Отец выслушал, замер, раздумывая, что же теперь делать. Затем, размахнувшись, влепил Инне гулкую пощечину.
- Шлюха! – закричал он.
Девушка отлетела, хлопнувшись спиной о дверь кухни, сползла вниз, взмахнув руками, как паяц на веревочке.
-Не трожь дытыну! – рванулась бабушка.
Инна вскочила, и, запинаясь, путаясь в полах халата, бросилась по железной лесенке наверх, в свое убежище. Накинула щеколду и рухнула на кровать.
Ее жег стыд, жгли кожу полученные в ванне ожоги. Ей было стыдно и за предыдущую сцену, и за ту жалкую, нелепую позу, в какой она упала на пол.
От рыданий ее кровать тряслась, и эта ее девичья кровать, которая раньше казалась самым безопасным и уютным пристанищем, теперь тоже была враждебна к ней, при каждом ее движении она скрипела и ворчала: шлюха, шлюха.

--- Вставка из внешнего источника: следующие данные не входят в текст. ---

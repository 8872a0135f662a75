//! Split Sessions
//!
//! A `SplitSession` owns one `EventStream` and yields one standalone
//! document per occurrence of the path's last element. The sequence is
//! lazy and single-use: the stream cannot be rewound, so a session hands
//! out its iterator once.

use super::path::{next_matching, resolve, PathSpec};
use super::subtree::{reconstruct, serialize_document};
use crate::core::encoding::OutputEncoding;
use crate::error::{Error, Result};
use crate::reader::buffered::DEFAULT_BUFFER_SIZE;
use crate::reader::events::StartElement;
use crate::reader::stream::{EventStream, StreamOptions};
use std::io::Read;
use std::sync::Arc;

/// Configuration for a `SplitSession`
#[derive(Debug, Clone)]
pub struct SplitOptions {
    pub path: String,
    /// Yield nothing instead of failing when the path is not found
    pub suppress_path_not_found: bool,
    /// Keep whitespace-only text under split elements
    pub preserve_whitespace: bool,
    /// Output encoding; defaults to the source document's encoding.
    ///
    /// Only UTF-8, UTF-16 (BE/LE), ISO-8859-1 and US-ASCII are supported,
    /// both here and as the source's declared encoding. Any other label,
    /// `windows-1252` included, fails with `UnsupportedEncoding`.
    pub encoding: Option<String>,
    pub buffer_size: usize,
    /// Prefix bindings in scope before the document starts
    pub namespaces: Vec<(String, String)>,
    /// Spaces per level when pretty-printing, `None` for compact output
    pub indent: Option<usize>,
}

impl SplitOptions {
    pub fn new(path: impl Into<String>) -> Self {
        SplitOptions {
            path: path.into(),
            suppress_path_not_found: false,
            preserve_whitespace: false,
            encoding: None,
            buffer_size: DEFAULT_BUFFER_SIZE,
            namespaces: Vec::new(),
            indent: None,
        }
    }

    pub fn with_suppress_path_not_found(mut self, suppress: bool) -> Self {
        self.suppress_path_not_found = suppress;
        self
    }

    pub fn with_preserve_whitespace(mut self, preserve: bool) -> Self {
        self.preserve_whitespace = preserve;
        self
    }

    pub fn with_encoding(mut self, encoding: impl Into<String>) -> Self {
        self.encoding = Some(encoding.into());
        self
    }

    pub fn with_buffer_size(mut self, buffer_size: usize) -> Self {
        self.buffer_size = buffer_size;
        self
    }

    pub fn with_namespace(mut self, prefix: impl Into<String>, uri: impl Into<String>) -> Self {
        self.namespaces.push((prefix.into(), uri.into()));
        self
    }

    pub fn with_indent(mut self, indent: Option<usize>) -> Self {
        self.indent = indent;
        self
    }
}

/// One split-out document
#[derive(Debug, Clone, PartialEq, Eq)]
pub struct SplitDocument {
    pub bytes: Vec<u8>,
    /// Encoding the bytes are written in, as declared in the document
    pub encoding: String,
}

impl SplitDocument {
    /// The document as text, when written in UTF-8
    pub fn as_str(&self) -> Option<&str> {
        std::str::from_utf8(&self.bytes).ok()
    }
}

#[derive(Debug, Clone, Copy, PartialEq, Eq)]
pub enum IterationState {
    NotStarted,
    InProgress,
    Exhausted,
}

/// Lazy single-use splitter over one input document
pub struct SplitSession<R: Read> {
    /// None once closed
    stream: Option<EventStream<R>>,
    path: Arc<PathSpec>,
    preserve_whitespace: bool,
    indent: Option<usize>,
    encoding: OutputEncoding,
    /// Local name of the element each document is rooted at
    split_on: Option<String>,
    pending: Option<SplitDocument>,
    state: IterationState,
    iterator_taken: bool,
}

impl<R: Read> SplitSession<R> {
    /// Resolve the path against `reader` and buffer the first document.
    ///
    /// Fails with `PathNotFound` when any segment cannot be matched,
    /// unless `suppress_path_not_found` is set, in which case the session
    /// yields nothing.
    pub fn new(reader: R, options: SplitOptions) -> Result<Self> {
        let path = PathSpec::compile(&options.path)?;
        let stream_options = StreamOptions {
            buffer_size: options.buffer_size,
            namespaces: options.namespaces,
        };
        let mut stream = EventStream::new(reader, stream_options)?;
        let matched = resolve(&mut stream, &path)?;

        // Override, then the source's own encoding (known once the
        // declaration has been read), then UTF-8
        let label = options
            .encoding
            .filter(|e| !e.trim().is_empty())
            .unwrap_or_else(|| stream.encoding().to_string());
        let encoding = OutputEncoding::from_label(&label)?;

        let mut session = SplitSession {
            stream: Some(stream),
            path: Arc::clone(&path),
            preserve_whitespace: options.preserve_whitespace,
            indent: options.indent,
            encoding,
            split_on: None,
            pending: None,
            state: IterationState::NotStarted,
            iterator_taken: false,
        };

        match matched {
            Some(start) => {
                log::debug!("split path {} resolved, splitting on <{}>", path.as_str(), path.terminal());
                session.split_on = Some(path.terminal().to_string());
                session.pending = Some(session.build(start)?);
            }
            None if options.suppress_path_not_found => {
                log::debug!("split path {} not found, yielding no documents", path.as_str());
                session.close();
            }
            None => {
                session.close();
                return Err(Error::PathNotFound {
                    path: path.as_str().to_string(),
                });
            }
        }
        Ok(session)
    }

    pub fn path(&self) -> &PathSpec {
        &self.path
    }

    /// Encoding split documents are written in
    pub fn encoding(&self) -> OutputEncoding {
        self.encoding
    }

    pub fn state(&self) -> IterationState {
        self.state
    }

    fn build(&mut self, start: StartElement) -> Result<SplitDocument> {
        let Some(stream) = self.stream.as_mut() else {
            return Err(Error::SessionMisuse("split session is closed"));
        };
        let node = reconstruct(stream, start, self.preserve_whitespace)?;
        let bytes = serialize_document(&node, self.encoding, self.indent)?;
        log::trace!("split document <{}> of {} bytes", node.name.local_name, bytes.len());
        Ok(SplitDocument {
            bytes,
            encoding: self.encoding.label().to_string(),
        })
    }

    /// True when a document is buffered, reading ahead for one if needed
    pub fn has_next(&mut self) -> Result<bool> {
        if self.pending.is_some() {
            self.mark_in_progress();
            return Ok(true);
        }
        let (Some(stream), Some(split_on)) = (self.stream.as_mut(), self.split_on.as_deref()) else {
            self.state = IterationState::Exhausted;
            return Ok(false);
        };
        match next_matching(stream, split_on)? {
            Some(start) => {
                self.pending = Some(self.build(start)?);
                self.mark_in_progress();
                Ok(true)
            }
            None => {
                self.state = IterationState::Exhausted;
                self.close();
                Ok(false)
            }
        }
    }

    /// Take the buffered document. `None` unless `has_next` returned true.
    pub fn next_document(&mut self) -> Option<SplitDocument> {
        self.pending.take()
    }

    /// The session's only iterator. A second call fails with `SessionMisuse`.
    pub fn iterate(&mut self) -> Result<SplitIter<'_, R>> {
        if self.iterator_taken {
            return Err(Error::SessionMisuse("split session has already been iterated"));
        }
        self.iterator_taken = true;
        self.mark_in_progress();
        Ok(SplitIter { session: self })
    }

    fn mark_in_progress(&mut self) {
        if self.state == IterationState::NotStarted {
            self.state = IterationState::InProgress;
        }
    }

    /// Release the stream. Safe to call more than once.
    pub fn close(&mut self) {
        if let Some(mut stream) = self.stream.take() {
            stream.close();
            log::debug!("split session for {} closed", self.path.as_str());
        }
        self.pending = None;
        self.state = IterationState::Exhausted;
    }
}

/// Iterator over the documents of a `SplitSession`
pub struct SplitIter<'a, R: Read> {
    session: &'a mut SplitSession<R>,
}

impl<R: Read> Iterator for SplitIter<'_, R> {
    type Item = Result<SplitDocument>;

    fn next(&mut self) -> Option<Self::Item> {
        match self.session.has_next() {
            Ok(true) => self.session.next_document().map(Ok),
            Ok(false) => None,
            Err(e) => {
                self.session.close();
                Some(Err(e))
            }
        }
    }
}

#[cfg(test)]
mod tests {
    use super::*;
    use pretty_assertions::assert_eq;

    const ENVELOPE: &str = "<envelope><document><nested>1</nested></document><document><nested>2</nested></document></envelope>";
    const DECL: &str = "<?xml version=\"1.0\" encoding=\"UTF-8\"?>";

    fn split_all(xml: &str, options: SplitOptions) -> Result<Vec<String>> {
        let mut session = SplitSession::new(xml.as_bytes(), options)?;
        session
            .iterate()?
            .map(|doc| doc.map(|d| String::from_utf8(d.bytes).unwrap()))
            .collect()
    }

    #[test]
    fn test_split_envelope() {
        let docs = split_all(ENVELOPE, SplitOptions::new("/envelope/document")).unwrap();
        assert_eq!(
            docs,
            vec![
                format!("{DECL}<document><nested>1</nested></document>"),
                format!("{DECL}<document><nested>2</nested></document>"),
            ]
        );
    }

    #[test]
    fn test_path_not_found() {
        let err = SplitSession::new(ENVELOPE.as_bytes(), SplitOptions::new("/envelope/missing"))
            .err()
            .unwrap();
        assert!(matches!(err, Error::PathNotFound { ref path } if path == "/envelope/missing"));
        assert_eq!(err.to_string(), "could not traverse to /envelope/missing");
    }

    #[test]
    fn test_path_not_found_suppressed() {
        let options = SplitOptions::new("/envelope/missing").with_suppress_path_not_found(true);
        let docs = split_all(ENVELOPE, options).unwrap();
        assert!(docs.is_empty());
    }

    #[test]
    fn test_iterate_twice_fails() {
        let mut session = SplitSession::new(ENVELOPE.as_bytes(), SplitOptions::new("/envelope/document")).unwrap();
        assert_eq!(session.iterate().unwrap().count(), 2);
        assert!(matches!(session.iterate(), Err(Error::SessionMisuse(_))));

        let mut fresh = SplitSession::new(ENVELOPE.as_bytes(), SplitOptions::new("/envelope/document")).unwrap();
        drop(fresh.iterate().unwrap());
        assert!(matches!(fresh.iterate(), Err(Error::SessionMisuse(_))));
    }

    #[test]
    fn test_has_next_next_document() {
        let mut session = SplitSession::new(ENVELOPE.as_bytes(), SplitOptions::new("envelope/document")).unwrap();
        assert!(session.has_next().unwrap());
        assert!(session.has_next().unwrap());
        assert!(session.next_document().is_some());
        assert!(session.next_document().is_none());
        assert!(session.has_next().unwrap());
        assert!(session.next_document().is_some());
        assert!(!session.has_next().unwrap());
        assert_eq!(session.state(), IterationState::Exhausted);
    }

    #[test]
    fn test_has_next_starts_iteration() {
        let mut session = SplitSession::new(ENVELOPE.as_bytes(), SplitOptions::new("/envelope/document")).unwrap();
        assert_eq!(session.state(), IterationState::NotStarted);
        assert!(session.has_next().unwrap());
        assert_eq!(session.state(), IterationState::InProgress);
        session.next_document().unwrap();
        assert!(session.has_next().unwrap());
        assert_eq!(session.state(), IterationState::InProgress);
    }

    #[test]
    fn test_declared_entities_in_split_documents() {
        let xml = "<!DOCTYPE r [<!ENTITY co \"Acme\">]><r><d a=\"&co;\">x &co; y</d></r>";
        let docs = split_all(xml, SplitOptions::new("/r/d")).unwrap();
        assert_eq!(docs, vec![format!("{DECL}<d a=\"Acme\">x Acme y</d>")]);
    }

    #[test]
    fn test_unsupported_encodings() {
        let xml = "<?xml version=\"1.0\" encoding=\"windows-1252\"?><r><d/></r>";
        let err = SplitSession::new(xml.as_bytes(), SplitOptions::new("/r/d")).err().unwrap();
        assert!(matches!(err, Error::UnsupportedEncoding(ref label) if label == "windows-1252"));

        let options = SplitOptions::new("/envelope/document").with_encoding("windows-1252");
        assert!(matches!(
            SplitSession::new(ENVELOPE.as_bytes(), options),
            Err(Error::UnsupportedEncoding(_))
        ));
    }

    #[test]
    fn test_whitespace_preservation() {
        let xml = "<Addresses><Address><Zip> </Zip></Address></Addresses>";
        let dropped = split_all(xml, SplitOptions::new("/Addresses/Address")).unwrap();
        assert_eq!(dropped, vec![format!("{DECL}<Address><Zip/></Address>")]);

        let kept = split_all(xml, SplitOptions::new("/Addresses/Address").with_preserve_whitespace(true)).unwrap();
        assert_eq!(kept, vec![format!("{DECL}<Address><Zip> </Zip></Address>")]);
    }

    #[test]
    fn test_encoding_resolution() {
        let xml = "<?xml version=\"1.0\" encoding=\"ISO-8859-1\"?><r><d>caf\u{e9}</d></r>";
        let mut session = SplitSession::new(xml.as_bytes(), SplitOptions::new("/r/d")).unwrap();
        assert_eq!(session.encoding(), OutputEncoding::Latin1);

        let mut overridden =
            SplitSession::new(xml.as_bytes(), SplitOptions::new("/r/d").with_encoding("UTF-8")).unwrap();
        let doc = overridden.iterate().unwrap().next().unwrap().unwrap();
        assert_eq!(doc.encoding, "UTF-8");
        session.close();
        session.close();
    }

    #[test]
    fn test_malformed_input_surfaces() {
        let xml = "<envelope><document><a></b></document></envelope>";
        assert!(matches!(
            SplitSession::new(xml.as_bytes(), SplitOptions::new("/envelope/a")),
            Err(Error::MalformedInput { .. })
        ));

        let xml = "<envelope><document/><document><x></document>";
        let mut session = SplitSession::new(xml.as_bytes(), SplitOptions::new("/envelope/document")).unwrap();
        let results: Vec<_> = session.iterate().unwrap().collect();
        assert_eq!(results.len(), 2);
        assert!(results[0].is_ok());
        assert!(matches!(results[1], Err(Error::MalformedInput { .. })));
    }

    #[test]
    fn test_invalid_path() {
        assert!(matches!(
            SplitSession::new(ENVELOPE.as_bytes(), SplitOptions::new("/envelope/document[1]")),
            Err(Error::InvalidPath(_))
        ));
    }
}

Инна рыдала горько и безысходно. Но затем она устала, всхлипы ее постепенно утихли, и, наконец, она уснула, сомкнув опухшие от слез веки.
Инна спала, а вокруг ее постели толпились ангелы, тихонько баюкая ее на своих крыльях, и укачивая, передавая друг другу, смотрели на нее с любовью, жалостью и состраданием, потому что они знали – ее взрослая жизнь только начинается.